Yaşam savaşının mahremiyeti

Kanımca yaşam, en büyük sanat eseri. Her günkü eylemlerimiz fırçamız, tuvale bizi yansıtan bir şeyler çiziyoruz. Fırçamıza hakim değiliz her zaman, ne de boyalarımıza… Koşullarımız içinde elimizden geleni yapıyoruz. İşte bu nedenle belki de en başta bir savaştır yaşam. Adaletsizlikler, şanssızlıklar, acılar içinde fırçamızı düşürmemek için savaşıyoruz. Hastalıklar gibi kimi dertlerimiz aslında sınıf farklarını bile büyük oranda silebiliyor çünkü oluk oluk aksa da paranın yapacağı bir şey olmayabiliyor. Yaşamın kimi acılarından kimse kaçamıyor.

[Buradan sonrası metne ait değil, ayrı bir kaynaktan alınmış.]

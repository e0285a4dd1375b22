//! `modelhub create-app`: create a new app project.

use anyhow::Result;
use clap::Args;

use crate::app::AppContext;
use crate::commands::finish;
use crate::output::TerminalReporter;

/// Arguments for the create-app command.
#[derive(Args)]
pub struct CreateAppArgs {
    /// Project name
    #[arg(long)]
    pub name: String,

    /// Short project description
    #[arg(long, default_value = "")]
    pub summary: String,
}

/// Run the create-app command.
///
/// # Errors
///
/// Returns an error if the configuration is incomplete or the job fails.
pub async fn run(app: &AppContext, args: &CreateAppArgs) -> Result<()> {
    let services = app.job_services()?;
    let reporter = TerminalReporter::new(&app.output);
    let client = services.client(&reporter);

    let outcome = client.create_new_app(&args.name, &args.summary).await;
    let project = finish(&reporter, "Could not create app", outcome)?;
    app.renderer().render_project(&project)
}
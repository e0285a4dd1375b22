//! JSON output helpers.
//!
//! Every `--json` code path prints exactly one pretty-printed document on
//! stdout: the command's result on success, or the error object below on
//! failure.

use anyhow::{Context, Result};
use serde::Serialize;

/// Format a JSON error object.
///
/// Output (pretty-printed):
/// ```json
/// {
///   "error": true,
///   "message": "...",
///   "code": "..."
/// }
/// ```
///
/// # Errors
///
/// Returns an error if JSON serialization fails.
pub fn format_error(message: &str, code: &str) -> Result<String> {
    let obj = serde_json::json!({
        "error": true,
        "message": message,
        "code": code,
    });
    serde_json::to_string_pretty(&obj).context("JSON serialization failed")
}

/// Pretty-print a command result.
///
/// # Errors
///
/// Returns an error if JSON serialization fails.
pub fn format_value(value: &impl Serialize) -> Result<String> {
    serde_json::to_string_pretty(value).context("JSON serialization failed")
}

Yarın sosyalizm gelse bile bu temel acıları silemeyecek. Ölüm orada duracak tedavisi olmayan, çektiren hastalıklar orada türlü kederler, sıkıntılar orada. Hepsiyle başederek yaşamaya çalışıyoruz, çalışacağız. Bu yaşam savaşı içinde kimi zaman ne kadar aciziz. Aklımızın rehberliğinde, bilgilerin ışığında elimizden geleni yapsak da fazla ilerleyemediğimiz anlar oluyor. Gökkuşağının ya da güneş tutulmasının neden olduğunu bilmediğimiz, bilmediğimiz için korktuğumuz çağlarda yaşamıyoruz ama bir sevdiğimizin hasta olması da yüreğimize çok keskin bir korku salabiliyor. Elimizden geleni yaptıktan sonra yüreğimizin ve aklımızın türlü dalgalanmalarına engel olabiliyor muyuz? İnsan olmak denen durum bizleri burada da uçlara savuruyor ama hep birbirimizden çok uzağa mı?

İnsanların yaşam savaşı içinde kendilerini aciz hissettiklerinde kendilerinden daha büyük bir şeye inanması ya da inanmak istemesi ( örneğin umutlu kalabilmek için bilerek kendilerini kandırmaları) bence saygı duyulması gereken, çok ilkel ve güçlü, belki de en önemlisi çok mahrem bir duygu ve gereksinimdir. Din konusunun da aslında bu evrensel ve tarih ötesine ulaşan duygu ile pek bir ilgisi yoktur.

Elden gelen yapıldıktan sonra yürüdüğümüz yol da aslında yine elimizden geleni yapmamızı istemiyor mu bizden? Yaşamda kalmamız gerekiyorsa ve bu konuda bize yardım edecek bir yol varsa ayaklarımız nerdeyse içgüdüsel bir şekilde bizi oraya götürmez mi? Sonunda yeryüzünü terk etme kararı almamızı da içerebilen bu içsel yolculuk kişiden başkasına ağır gelmez mi? Hayatta kalmaya çalışmanın doğmak ve ölmekle ilgisi olduğundan değil midir bu yolun yalnızlığı?

Dinci gericiliğin insan bedeninde ve genel olarak yaşamda sürekli müstehcenlik görmesinin, mahrem kalması gereken bu konulara da sürekli burnunu sokmasıyla ilgisi yok mu? Özel hayatımızın sınırları çizilecekse kendimizi aciz hissettiğimiz, belki de kimseyle konuşamadığımız anlarımız bunun dışında kalabilir mi? Tek kişinin aklı ve yüreği için çizilmiş yol onca yükü, karışıklığı kaldırır mı?

Dinci gericiliğe tepki vermek ile en güçlü duygularımızın soluduğu alanı gericiliğe kaptırmak dışında bir seçeneğimiz olmalı. En mahrem, en ilkel, en güçlü duygularımızın soluduğu alanı geri almanın, yoldaki parazitleri atmanın da dinci gericiliği güçten düşürmekle ilgisi olmalı. Ne dersiniz?